Raised and educated in France, Lord came to the United States through work opportunities for her husband, a native of the UK. The couple and their children settled first in Seattle and then, about a decade ago, moved to Barrington. On both coasts, she picked up side work teaching French, but ultimately found that just took her time and focus away time from her real passion.

As a member artist of IMAGO in Warren, her work appears there with some regularity. She is also a member of the Fort Point Art Community in Boston. “It’s always something to have the opportunity to show your art,” said Lord, who ranges about as far as Boston and New York for opportunities. She admits it was a little easier in Seattle. “There is a big contemporary art community there, more so than here,” she said. “But you have to adapt.” She just recently concluded an exhibit at TF Green Airport, and she will have 2 pieces in a Newport Art Museum exhibition, beginning in January. Several pieces of hers are hanging and for sale at Bleu Marine, a spa in Wayland Square.

Working primarily in mixed media with paint and canvas as the foundation, her recent projects have followed one of four themes: “Superlative”, a series of high-energy assemblages which radiate positivity and optimism as we emerge from the pandemic; and “Voyage, Voyage,” a collection of garment forms with a variety of cultural influences that addresses the journey that we all take in life not only through worldly travels, but also by experiencing the passage of time and aging.

“My major subject in aging, how time is flying and as a woman, I feel it’s more challenging for woman to lose her youth,” she said. “Out of the Bleu” is a series influenced by Lord’s understanding of aging as a woman, and the fact that skin changes, reflecting traces of time and hardship.

Growing up in France, Lord’s mother called the family to dinner with “A Table!” In this series of works, food is a metaphor for the nature of communication between people. Words, mirrors, and layers of texture represent the layers meaning (and hidden meaning) of the various personalities around the table. “I’m always working with words, but you don’t necessarily see them,” said Lord. “It’s an open door for the viewer to try to understand your work.”

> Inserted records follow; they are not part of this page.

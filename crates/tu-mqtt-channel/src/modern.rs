//! Modern transport over `rumqttc::AsyncClient` with a tokio event loop.
//!
//! `connect` awaits the event loop until CONNACK, then hands the loop to a
//! spawned task. Lifecycle changes go through [`ConnectionEvents`];
//! payloads are logged at `trace`.

use std::sync::Arc;
use std::time::Duration;

use async_trait::async_trait;
use rumqttc::{AsyncClient, EventLoop, MqttOptions, QoS};
use tokio::task::JoinHandle;

use crate::channel::{Channel, Connection};
use crate::driver::{Driver, RECONNECT_DELAY, Step};
use crate::error::{MqttError, MqttResult};
use crate::events::ConnectionEvents;
use crate::handler::PayloadLevel;
use crate::status::{ConnectionStatus, StatusHandle};

/// Capacity of the client → event loop request queue.
const REQUEST_CAPACITY: usize = 64;

/// How long `close` waits for the event loop to flush the disconnect.
const CLOSE_GRACE: Duration = Duration::from_secs(2);

/// Live session on the async client.
pub struct ModernConnection {
    client: AsyncClient,
    status: StatusHandle,
    driver: JoinHandle<()>,
}

impl ModernConnection {
    /// Connect and wait for CONNACK.
    pub async fn connect(
        options: MqttOptions,
        events: Arc<dyn ConnectionEvents>,
    ) -> MqttResult<Self> {
        let (client, mut eventloop) = AsyncClient::new(options, REQUEST_CAPACITY);
        let status = StatusHandle::new(ConnectionStatus::Connecting);
        let mut driver = Driver::new(status.clone(), PayloadLevel::Trace, Some(events));

        loop {
            match driver.observe(eventloop.poll().await) {
                Step::Ready => break,
                Step::Failed(e) => return Err(e),
                Step::Stop => {
                    return Err(MqttError::Interrupted(
                        "event loop stopped before CONNACK".into(),
                    ));
                }
                Step::Continue | Step::Backoff => {}
            }
        }
        tracing::info!("modern connection established");

        let driver = tokio::spawn(drive(eventloop, driver));
        Ok(Self {
            client,
            status,
            driver,
        })
    }

    /// Close the session and stop the event loop task.
    pub async fn close(mut self) -> MqttResult<()> {
        let previous = self.status.close();

        let result = if previous == ConnectionStatus::Closed || self.driver.is_finished() {
            Ok(())
        } else {
            self.client
                .disconnect()
                .await
                .map_err(|e| MqttError::Disconnect(e.to_string()))
        };

        if tokio::time::timeout(CLOSE_GRACE, &mut self.driver)
            .await
            .is_err()
        {
            tracing::debug!("event loop did not stop in time, aborting");
            self.driver.abort();
        }

        tracing::info!("modern connection closed");
        result
    }
}

#[async_trait]
impl Channel for ModernConnection {
    async fn subscribe(&self, filter: &str, qos: QoS) -> MqttResult<()> {
        self.client
            .subscribe(filter, qos)
            .await
            .map_err(|e| MqttError::Subscribe(e.to_string()))
    }
}

#[async_trait]
impl Connection for ModernConnection {
    fn status(&self) -> ConnectionStatus {
        self.status.get()
    }

    async fn close(self: Box<Self>) -> MqttResult<()> {
        ModernConnection::close(*self).await
    }
}

async fn drive(mut eventloop: EventLoop, mut driver: Driver) {
    loop {
        match driver.observe(eventloop.poll().await) {
            Step::Stop => break,
            Step::Backoff => {
                tokio::time::sleep(RECONNECT_DELAY).await;
                if !driver.should_resume() {
                    break;
                }
            }
            Step::Continue | Step::Ready | Step::Failed(_) => {}
        }
    }
    tracing::debug!("modern event loop stopped");
}
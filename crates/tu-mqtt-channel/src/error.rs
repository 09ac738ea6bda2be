//! MQTT channel error types.

use thiserror::Error;

/// Errors that can occur during MQTT operations.
#[derive(Debug, Error)]
pub enum MqttError {
    /// Broker unreachable or connection refused before CONNACK.
    #[error("connection error: {0}")]
    Connection(String),

    #[error("subscribe error: {0}")]
    Subscribe(String),

    #[error("disconnect error: {0}")]
    Disconnect(String),

    #[error("signing error: {0}")]
    Signing(String),

    /// The connect wait was cut short (driver thread gone, task cancelled).
    #[error("interrupted: {0}")]
    Interrupted(String),

    #[error("invalid config: {0}")]
    Config(String),
}

/// Convenience alias for MQTT results.
pub type MqttResult<T> = Result<T, MqttError>;
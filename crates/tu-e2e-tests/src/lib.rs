//! Test-only crate. The integration tests live under `tests/`.
//! Connection lifecycle callbacks for the event-loop transport.

use rumqttc::ConnectionError;

/// Hooks invoked by the modern transport's event loop driver.
///
/// Callbacks only observe: they must not resubscribe or re-authenticate.
pub trait ConnectionEvents: Send + Sync {
    /// The session dropped after it had been established.
    fn on_connection_interrupted(&self, error: &ConnectionError);

    /// A new CONNACK arrived after an interruption.
    fn on_connection_resumed(&self, session_present: bool);
}

/// Default callbacks: log and carry on.
#[derive(Debug, Default, Clone, Copy)]
pub struct LoggingEvents;

impl ConnectionEvents for LoggingEvents {
    fn on_connection_interrupted(&self, error: &ConnectionError) {
        tracing::info!(error = %error, "connection interrupted");
    }

    fn on_connection_resumed(&self, session_present: bool) {
        let session = if session_present {
            "existing session"
        } else {
            "clean session"
        };
        tracing::info!(session, "connection resumed");
    }
}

Integral to Lord’s unique style is the complex layering of the paint and other media — layers of canvas may be painted, etched with a Dremel, and repainted, mirrors applied to reflect back at the viewer; everything is painted, worked, and painted again.

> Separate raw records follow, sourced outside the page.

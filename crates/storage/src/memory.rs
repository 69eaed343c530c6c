//! In-memory storage for tests and ephemeral nodes.

use crate::{
    normalize_email, MemberRole, NewUpload, NewUser, PetToken, Storage, UploadEntry, UserAccount,
};
use anyhow::Result;
use cvault_files::{AccessGrant, Digest, RegistrationRecord};
use cvault_types::OwnerId;
use parking_lot::RwLock;
use std::collections::{BTreeMap, HashMap};
use std::sync::Arc;

#[derive(Default)]
struct State {
    records: HashMap<Digest, RegistrationRecord>,
    grants: BTreeMap<(Digest, OwnerId), AccessGrant>,
    sequence: u64,
    users: BTreeMap<u64, UserAccount>,
    uploads: Vec<UploadEntry>,
    members: HashMap<OwnerId, MemberRole>,
    pets: BTreeMap<u64, PetToken>,
    pet_supply: u64,
}

/// In-memory storage implementation
#[derive(Clone, Default)]
pub struct MemoryStorage {
    state: Arc<RwLock<State>>,
}

impl MemoryStorage {
    pub fn new() -> Self {
        Self::default()
    }
}

impl Storage for MemoryStorage {
    fn insert_record(&self, record: &RegistrationRecord) -> Result<bool> {
        let mut state = self.state.write();
        if state.records.contains_key(&record.digest) {
            return Ok(false);
        }
        state.records.insert(record.digest, record.clone());
        Ok(true)
    }

    fn replace_record(
        &self,
        expected: &RegistrationRecord,
        record: &RegistrationRecord,
    ) -> Result<bool> {
        let mut state = self.state.write();
        match state.records.get_mut(&expected.digest) {
            Some(current) if *current == *expected && record.digest == expected.digest => {
                *current = record.clone();
                Ok(true)
            }
            _ => Ok(false),
        }
    }

    fn get_record(&self, digest: &Digest) -> Result<Option<RegistrationRecord>> {
        Ok(self.state.read().records.get(digest).cloned())
    }

    fn remove_record(&self, digest: &Digest) -> Result<Option<RegistrationRecord>> {
        let mut state = self.state.write();
        let removed = state.records.remove(digest);
        if removed.is_some() {
            state.grants.retain(|(d, _), _| d != digest);
        }
        Ok(removed)
    }

    fn list_records_by_owner(&self, owner: &OwnerId) -> Result<Vec<RegistrationRecord>> {
        let state = self.state.read();
        let mut records: Vec<_> = state
            .records
            .values()
            .filter(|r| &r.owner == owner)
            .cloned()
            .collect();
        records.sort_by(|a, b| {
            b.registered_at
                .cmp(&a.registered_at)
                .then_with(|| b.digest.cmp(&a.digest))
        });
        Ok(records)
    }

    fn record_count(&self) -> Result<u64> {
        Ok(self.state.read().records.len() as u64)
    }

    fn put_grant(&self, grant: &AccessGrant) -> Result<()> {
        self.state
            .write()
            .grants
            .insert((grant.digest, grant.grantee.clone()), grant.clone());
        Ok(())
    }

    fn get_grant(&self, digest: &Digest, grantee: &OwnerId) -> Result<Option<AccessGrant>> {
        Ok(self
            .state
            .read()
            .grants
            .get(&(*digest, grantee.clone()))
            .cloned())
    }

    fn remove_grant(&self, digest: &Digest, grantee: &OwnerId) -> Result<bool> {
        Ok(self
            .state
            .write()
            .grants
            .remove(&(*digest, grantee.clone()))
            .is_some())
    }

    fn list_grants(&self, digest: &Digest) -> Result<Vec<AccessGrant>> {
        Ok(self
            .state
            .read()
            .grants
            .iter()
            .filter(|((d, _), _)| d == digest)
            .map(|(_, g)| g.clone())
            .collect())
    }

    fn next_sequence(&self) -> Result<u64> {
        let mut state = self.state.write();
        state.sequence += 1;
        Ok(state.sequence)
    }

    fn create_user(&self, user: NewUser) -> Result<Option<UserAccount>> {
        let mut state = self.state.write();
        let email = normalize_email(&user.email);
        let taken = state
            .users
            .values()
            .any(|u| u.email == email || u.enrollment == user.enrollment);
        if taken {
            return Ok(None);
        }
        let id = state.users.keys().next_back().copied().unwrap_or(0) + 1;
        let account = user.into_account(id);
        state.users.insert(id, account.clone());
        Ok(Some(account))
    }

    fn get_user(&self, id: u64) -> Result<Option<UserAccount>> {
        Ok(self.state.read().users.get(&id).cloned())
    }

    fn get_user_by_email(&self, email: &str) -> Result<Option<UserAccount>> {
        let email = normalize_email(email);
        Ok(self
            .state
            .read()
            .users
            .values()
            .find(|u| u.email == email)
            .cloned())
    }

    fn append_upload(&self, upload: NewUpload) -> Result<UploadEntry> {
        let mut state = self.state.write();
        let id = state.uploads.len() as u64 + 1;
        let entry = upload.into_entry(id);
        state.uploads.push(entry.clone());
        Ok(entry)
    }

    fn list_uploads(&self, user_id: u64) -> Result<Vec<UploadEntry>> {
        Ok(self
            .state
            .read()
            .uploads
            .iter()
            .rev()
            .filter(|u| u.user_id == user_id)
            .cloned()
            .collect())
    }

    fn put_member(&self, member: &OwnerId, role: MemberRole) -> Result<()> {
        self.state.write().members.insert(member.clone(), role);
        Ok(())
    }

    fn get_member(&self, member: &OwnerId) -> Result<Option<MemberRole>> {
        Ok(self.state.read().members.get(member).copied())
    }

    fn mint_pet(&self, owner: &OwnerId, token_uri: &str, minted_at: u64) -> Result<PetToken> {
        let mut state = self.state.write();
        state.pet_supply += 1;
        let token_id = state.pet_supply;
        let pet = PetToken {
            token_id,
            owner: owner.clone(),
            token_uri: token_uri.to_string(),
            requester: None,
            minted_at,
        };
        state.pets.insert(token_id, pet.clone());
        Ok(pet)
    }

    fn replace_pet(&self, expected: &PetToken, pet: &PetToken) -> Result<bool> {
        let mut state = self.state.write();
        match state.pets.get_mut(&expected.token_id) {
            Some(current) if *current == *expected && pet.token_id == expected.token_id => {
                *current = pet.clone();
                Ok(true)
            }
            _ => Ok(false),
        }
    }

    fn get_pet(&self, token_id: u64) -> Result<Option<PetToken>> {
        Ok(self.state.read().pets.get(&token_id).cloned())
    }

    fn pet_supply(&self) -> Result<u64> {
        Ok(self.state.read().pet_supply)
    }
}
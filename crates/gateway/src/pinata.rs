//! Pinata (IPFS pinning) client.

use crate::errors::{GatewayError, Result};
use crate::http::{build_client, check_locator, endpoint, ensure_success, file_form, parse_base};
use crate::{locator_from, ObjectStore};
use async_trait::async_trait;
use cvault_files::{Locator, Payload};
use serde::{Deserialize, Serialize};
use serde_json::Value;
use tracing::info;
use url::Url;

pub const DEFAULT_PINATA_API_URL: &str = "https://api.pinata.cloud";
pub const DEFAULT_PINATA_GATEWAY_URL: &str = "https://gateway.pinata.cloud";

#[derive(Debug, Clone, PartialEq, Eq, Serialize, Deserialize)]
pub struct PinataConfig {
    pub jwt: String,
    #[serde(default = "default_api_url")]
    pub api_url: String,
    #[serde(default = "default_gateway_url")]
    pub gateway_url: String,
    #[serde(default = "default_timeout_secs")]
    pub timeout_secs: u64,
}

fn default_api_url() -> String {
    DEFAULT_PINATA_API_URL.to_string()
}

fn default_gateway_url() -> String {
    DEFAULT_PINATA_GATEWAY_URL.to_string()
}

fn default_timeout_secs() -> u64 {
    30
}

impl PinataConfig {
    pub fn new(jwt: impl Into<String>) -> Self {
        Self {
            jwt: jwt.into(),
            api_url: default_api_url(),
            gateway_url: default_gateway_url(),
            timeout_secs: default_timeout_secs(),
        }
    }
}

#[derive(Debug, Clone)]
pub struct PinataGateway {
    client: reqwest::Client,
    api: Url,
    gateway: Url,
    jwt: String,
}

#[derive(Deserialize)]
#[serde(rename_all = "PascalCase")]
struct PinResponse {
    ipfs_hash: String,
}

impl PinataGateway {
    pub fn new(config: PinataConfig) -> Result<Self> {
        if config.jwt.trim().is_empty() {
            return Err(GatewayError::Config("Pinata JWT is empty".into()));
        }
        Ok(Self {
            client: build_client(config.timeout_secs)?,
            api: parse_base(&config.api_url)?,
            gateway: parse_base(&config.gateway_url)?,
            jwt: config.jwt,
        })
    }

    /// `{gateway}/ipfs/{cid}`
    pub fn gateway_url(&self, cid: &str) -> String {
        endpoint(&self.gateway, &format!("ipfs/{cid}"))
    }

    async fn pinned(response: reqwest::Response) -> Result<Locator> {
        let pin: PinResponse = ensure_success(response, "pin").await?.json().await?;
        info!(cid = %pin.ipfs_hash, "pinned to IPFS");
        locator_from(pin.ipfs_hash)
    }
}

#[async_trait]
impl ObjectStore for PinataGateway {
    fn name(&self) -> &str {
        "pinata"
    }

    async fn put(&self, payload: &Payload) -> Result<Locator> {
        let response = self
            .client
            .post(endpoint(&self.api, "pinning/pinFileToIPFS"))
            .bearer_auth(&self.jwt)
            .multipart(file_form(payload)?)
            .send()
            .await?;
        Self::pinned(response).await
    }

    async fn put_json(&self, value: &Value) -> Result<Locator> {
        let response = self
            .client
            .post(endpoint(&self.api, "pinning/pinJSONToIPFS"))
            .bearer_auth(&self.jwt)
            .json(value)
            .send()
            .await?;
        Self::pinned(response).await
    }

    async fn get(&self, locator: &Locator) -> Result<Vec<u8>> {
        check_locator(locator.as_str())?;
        let response = self
            .client
            .get(self.gateway_url(locator.as_str()))
            .send()
            .await?;
        let bytes = ensure_success(response, locator.as_str())
            .await?
            .bytes()
            .await?;
        Ok(bytes.to_vec())
    }

    async fn delete(&self, locator: &Locator) -> Result<()> {
        check_locator(locator.as_str())?;
        let response = self
            .client
            .delete(endpoint(&self.api, &format!("pinning/unpin/{}", locator.as_str())))
            .bearer_auth(&self.jwt)
            .send()
            .await?;
        ensure_success(response, locator.as_str()).await?;
        Ok(())
    }

    fn public_url(&self, locator: &Locator) -> Option<String> {
        Some(self.gateway_url(locator.as_str()))
    }
}

#[cfg(test)]
mod tests {
    use super::*;

    #[test]
    fn gateway_url_uses_configured_host() {
        let gateway = PinataGateway::new(PinataConfig::new("jwt")).unwrap();
        assert_eq!(
            gateway.gateway_url("bafyabc"),
            "https://gateway.pinata.cloud/ipfs/bafyabc"
        );
    }

    #[test]
    fn empty_jwt_is_a_config_error() {
        assert!(matches!(
            PinataGateway::new(PinataConfig::new(" ")),
            Err(GatewayError::Config(_))
        ));
    }
}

“I create and I destroy,” she said. “Creation requires destruction of the past, so you can reinterpret it and create something new and beautiful.” Each piece can take a great deal of time, but to Lord, that’s immaterial.
“A piece of art is like writing a book in another language,” she said. “It’s color, material, composition — all of that. You don’t count hours. Creation is not a straight line.

“When you start you have an idea, but it’s a process, that takes time, from the idea to how to express it. Then you start and have all the technical issues you encounter, so you go away and come back to it. You start somewhere, then you change, destroy, and recreate.”